Insieme al cargo, battente bandiera portoghese, venne dirottata – dalla centrale operativa della guardia costiera di Roma – anche la nave Bruno Gregoretti per il successivo trasbordo. Durante le manovre di avvicinamento del primo natante con il peschereccio stracolmo di migranti, distribuiti su tre livelli, si verifica il passaggio fondamentale per l’evolversi della vicenda: per la difesa il peschereccio sarebbe stato prima colpito violentamene dalle onde, a causa dell’avvicinamento del mercantile, per poi, a causa dell’errata esecuzione della manovra di salvataggio, con il comandante che avrebbe virato a destra anziché a sinistra, ribaltarsi. Si salvano soltanto in 28 e saranno proprio questi dettagli a diventare decisivi nell’ambito dell’inchiesta. Per l’accusa la responsabilità sarebbe da ricondurre tutta ad Alì Malek e ai suoi spostamenti in mare, mentre per il suo difensore Ferrante ci sarebbe «una corresponsabilità colposa del mezzo di soccorso».

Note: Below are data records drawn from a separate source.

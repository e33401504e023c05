// Copyright (c) 2025 R3BL LLC. Licensed under Apache License, Version 2.0.

use std::fmt::{Display, Formatter, Result};

use smallvec::{SmallVec, smallvec};
use strum_macros::{AsRefStr, Display as StrumDisplay};

use crate::Position;

/// Which side of the anchor line the overlay is drawn on.
#[derive(Debug, Clone, Copy, PartialEq, Eq, Hash, StrumDisplay, AsRefStr)]
pub enum Side {
    #[strum(to_string = "ABOVE")]
    Above,
    #[strum(to_string = "BELOW")]
    Below,
}

impl Side {
    #[must_use]
    pub const fn opposite(self) -> Self {
        match self {
            Side::Above => Side::Below,
            Side::Below => Side::Above,
        }
    }
}

/// Ordered list of [`Side`]s that the host's placement resolver tries, first one first.
/// It is never empty, and has at most 2 items, so it lives on the stack.
#[derive(Debug, Clone, PartialEq, Eq, Hash)]
pub struct SidePreference(SmallVec<[Side; 2]>);

impl SidePreference {
    /// Only `side`, the host should not try the other one.
    #[must_use]
    pub fn only(side: Side) -> Self { Self(smallvec![side]) }

    /// `side` first, then fall back to the opposite.
    #[must_use]
    pub fn prefer(side: Side) -> Self { Self(smallvec![side, side.opposite()]) }

    #[must_use]
    pub fn primary(&self) -> Side {
        // The constructors above are the only way to build this, so the list is never
        // empty.
        self.0.first().copied().unwrap_or(Side::Below)
    }

    #[must_use]
    pub fn fallback(&self) -> Option<Side> { self.0.get(1).copied() }

    #[must_use]
    pub fn as_slice(&self) -> &[Side] { &self.0 }

    #[must_use]
    pub fn len(&self) -> usize { self.0.len() }

    /// Always `false`.
    #[must_use]
    pub fn is_empty(&self) -> bool { self.0.is_empty() }
}

impl Display for SidePreference {
    fn fmt(&self, f: &mut Formatter<'_>) -> Result {
        let sides: Vec<&str> = self.0.iter().map(|it| it.as_ref()).collect();
        write!(f, "[{}]", sides.join(", "))
    }
}

/// The placement engine's only output: where to anchor the overlay, and which sides of
/// the anchor line to try.
#[derive(Debug, Clone, PartialEq, Eq, Hash)]
pub struct WidgetPosition {
    pub anchor: Position,
    pub preference: SidePreference,
}

impl WidgetPosition {
    /// Anchor above `line`, falling back to below it.
    #[must_use]
    pub fn above(line: usize, column: usize) -> Self {
        Self {
            anchor: Position::new(line, column),
            preference: SidePreference::prefer(Side::Above),
        }
    }

    /// Anchor below `line`, falling back to above it.
    #[must_use]
    pub fn below(line: usize, column: usize) -> Self {
        Self {
            anchor: Position::new(line, column),
            preference: SidePreference::prefer(Side::Below),
        }
    }
}

impl Display for WidgetPosition {
    fn fmt(&self, f: &mut Formatter<'_>) -> Result {
        write!(f, "{} {}", self.anchor, self.preference)
    }
}

#[cfg(test)]
mod tests {
    use super::*;
    use crate::assert_eq2;

    #[test]
    fn test_prefer_and_only() {
        let it = SidePreference::prefer(Side::Above);
        assert_eq2!(it.as_slice(), &[Side::Above, Side::Below]);
        assert_eq2!(it.primary(), Side::Above);
        assert_eq2!(it.fallback(), Some(Side::Below));

        let it = SidePreference::only(Side::Below);
        assert_eq2!(it.as_slice(), &[Side::Below]);
        assert_eq2!(it.fallback(), None);
        assert_eq2!(it.len(), 1);
        assert!(!it.is_empty());
    }

    #[test]
    fn test_display() {
        assert_eq2!(
            WidgetPosition::below(12, 7).to_string(),
            "(12, 7) [BELOW, ABOVE]"
        );
        assert_eq2!(SidePreference::only(Side::Above).to_string(), "[ABOVE]");
    }
}
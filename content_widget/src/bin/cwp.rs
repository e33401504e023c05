// Copyright (c) 2025 R3BL LLC. Licensed under Apache License, Version 2.0.

// cspell:words minimap

//! `cwp` (content widget placement) runs the inline chat overlay's placement engine on a
//! text file, and prints where the overlay would be anchored.
//!
//! ```text
//! cwp src/main.rs --selection 5:1-12:1 --cursor end
//! (10, 31) [BELOW, ABOVE]
//! ```

use std::{path::PathBuf, rc::Rc};

use clap::{Args, Parser, ValueEnum};
use miette::{IntoDiagnostic, WrapErr};
use r3bl_content_widget::{ContentWidget, ContentWidgetConfig, HostSurface,
                          InlineChatService, InlineChatStatus, LayoutChangedEvent,
                          LayoutChangedSubscription, LayoutInfo, LinesTextModel,
                          Selection, ShowContentOptions, TextModel, TracingConfig,
                          WidgetPosition,
                          setup_default_miette_global_report_handler, throws,
                          try_initialize_logging};
use tokio::sync::broadcast;

const ISSUES_URL: &str = "https://github.com/r3bl-org/r3bl-open-core/issues/new";

fn main() -> miette::Result<()> {
    throws!({
        let cli_arg = CLIArg::parse();

        let enable_logging = cli_arg.global_options.enable_logging;
        enable_logging.then(|| {
            try_initialize_logging(
                TracingConfig::new_file(None).with_level(tracing_core::LevelFilter::DEBUG),
            )
            .ok();
            // % is Display, ? is Debug.
            tracing::debug!(message = "Start logging...", cli_arg = ?cli_arg);
        });

        setup_default_miette_global_report_handler(ISSUES_URL);

        match try_run(&cli_arg)? {
            Some(position) => println!("{position}"),
            None => println!("No position"),
        }

        enable_logging.then(|| {
            tracing::debug!(message = "Stop logging...");
        });
    })
}

/// Returns [`None`] when the overlay would not be shown at all.
fn try_run(cli_arg: &CLIArg) -> miette::Result<Option<WidgetPosition>> {
    let config = match &cli_arg.config {
        Some(path) => ContentWidgetConfig::try_load_from_path(path)?,
        None => ContentWidgetConfig::default(),
    };

    let text = std::fs::read_to_string(&cli_arg.file_path)
        .into_diagnostic()
        .wrap_err(format!(
            "Could not read file: '{}'",
            cli_arg.file_path.display()
        ))?;

    let selection = Selection::try_parse_range(
        &cli_arg.selection,
        cli_arg.cursor == CursorArg::End,
    )?;

    let layout_info = LayoutInfo::new(
        cli_arg.layout.total_width,
        cli_arg.layout.content_left,
        cli_arg.layout.minimap_width,
    );
    let min_visible_width = config.min_visible_width;
    let host = Rc::new(FileHostSurface::new(
        layout_info,
        Rc::new(LinesTextModel::from_text(&text)),
    ));
    let mut widget =
        ContentWidget::new_with_config(Rc::clone(&host), Rc::new(LogChatService), config);

    // Same check the widget runs when the host's layout changes.
    if widget.handle_layout_changed() {
        eprintln!(
            "Out of area: visible width {} is less than {min_visible_width}",
            layout_info.visible_width(),
        );
        return Ok(None);
    }

    widget.show(ShowContentOptions::with_selection(selection));
    let maybe_position = widget.get_position();
    widget.dispose();

    Ok(maybe_position)
}

/// A host that never changes: the document is the file that was read, and the layout
/// comes from the command line.
struct FileHostSurface {
    layout_info: LayoutInfo,
    model: Rc<dyn TextModel>,
    layout_changed_sender: broadcast::Sender<LayoutChangedEvent>,
}

impl FileHostSurface {
    fn new(layout_info: LayoutInfo, model: Rc<dyn TextModel>) -> Self {
        Self {
            layout_info,
            model,
            layout_changed_sender: broadcast::channel(1).0,
        }
    }
}

impl HostSurface for FileHostSurface {
    fn layout_info(&self) -> LayoutInfo { self.layout_info }

    fn model(&self) -> Option<Rc<dyn TextModel>> { Some(Rc::clone(&self.model)) }

    fn on_layout_changed(&self) -> LayoutChangedSubscription {
        LayoutChangedSubscription::new(self.layout_changed_sender.subscribe())
    }

    fn layout_content_widget(&self, widget_id: &str) {
        tracing::debug!(message = "layout_content_widget", widget_id = %widget_id);
    }

    fn remove_content_widget(&self, widget_id: &str) {
        tracing::debug!(message = "remove_content_widget", widget_id = %widget_id);
    }

    fn set_inline_chat_visible(&self, visible: bool) {
        tracing::debug!(message = "set_inline_chat_visible", visible = %visible);
    }
}

struct LogChatService;

impl InlineChatService for LogChatService {
    fn launch_chat_status(&self, status: InlineChatStatus) {
        tracing::debug!(message = "launch_chat_status", status = %status);
    }
}

/// More info: <https://docs.rs/clap/latest/clap/_derive/_tutorial/chapter_2/index.html>
#[derive(Debug, Parser)]
#[command(bin_name = "cwp")]
#[command(about = "🧭 Find where the inline chat overlay goes for a selection in a file")]
#[command(version)]
#[command(next_line_help = true)]
#[command(arg_required_else_help(true))]
pub struct CLIArg {
    #[arg(name = "file path")]
    pub file_path: PathBuf,

    #[arg(
        long,
        short = 's',
        help = "Selection as `line:column-line:column` (1-based), eg: `5:1-12:1`"
    )]
    pub selection: String,

    #[arg(
        long,
        short = 'c',
        value_enum,
        default_value_t = CursorArg::End,
        help = "Which end of the selection the cursor is on"
    )]
    pub cursor: CursorArg,

    #[arg(long, help = "Path to a JSON file with `ContentWidgetConfig` overrides")]
    pub config: Option<PathBuf>,

    #[command(flatten)]
    pub layout: LayoutArg,

    #[command(flatten)]
    pub global_options: GlobalOption,
}

#[derive(Debug, Clone, Copy, PartialEq, Eq, ValueEnum)]
pub enum CursorArg {
    Start,
    End,
}

#[derive(Debug, Args)]
pub struct LayoutArg {
    #[arg(long, default_value_t = 1200.0, help = "Total width of the editor")]
    pub total_width: f64,

    #[arg(long, default_value_t = 60.0, help = "Width of the gutter on the left")]
    pub content_left: f64,

    #[arg(long, default_value_t = 120.0, help = "Width of the minimap on the right")]
    pub minimap_width: f64,
}

#[derive(Debug, Args)]
pub struct GlobalOption {
    #[arg(
        global = true,
        long,
        short = 'l',
        help = "Log app output to a file named `content_widget_log.txt` for debugging."
    )]
    pub enable_logging: bool,
}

Il legale passa in rassegna la ricostruzione del comandante della King Jacob Abdullah Ambrousi. Paragonando una prima relazione scritta dopo l’incidente, e consegnata alla guardia costiera italiana, e la successiva testimonianza davanti gli inquirenti etnei. Nella versione iniziale, stando ai documenti, il comandante avrebbe descritto la sua nave come «ferma», mentre durante la seconda deposizione descrive la porta container con i motori spenti ma ancora sotto la spinta propulsiva dei macchinari a una velocità di tre o quattro nodi. Subito dopo, sotto la lente d’ingrandimento finisce la manovra per effettuare il salvataggio in mare. Tecnicamente chiamata di Williamson, consiste nel girare la prua, ossia il muso della nave, verso i naufraghi in modo da tenerli lontani dalle eliche dei motori. Una manovra effettuata «in maniera errata», per Ferrante, e che avrebbe concorso nel determinare il ribaltamento e il conseguente affondamento del peschereccio.
Tra i punti elencati nell’impugnazione della sentenza ci sono anche le testimonianze dei superstiti. «Nessuno ha avuto modo di accertare la continua presenza di Alì Malek all’interno della plancia di comando per tutta la durata del viaggio e fino alla collisione», scrive Ferrante nel documento di circa 40 pagine con il quale ha impugnato la sentenza della giudice Daniela Monaco Crea. L’avvocato per il suo assistito chiede anche la concessione delle attenuanti generiche in virtù «dell’eccessività della pena inflitta». La partita ricomincia.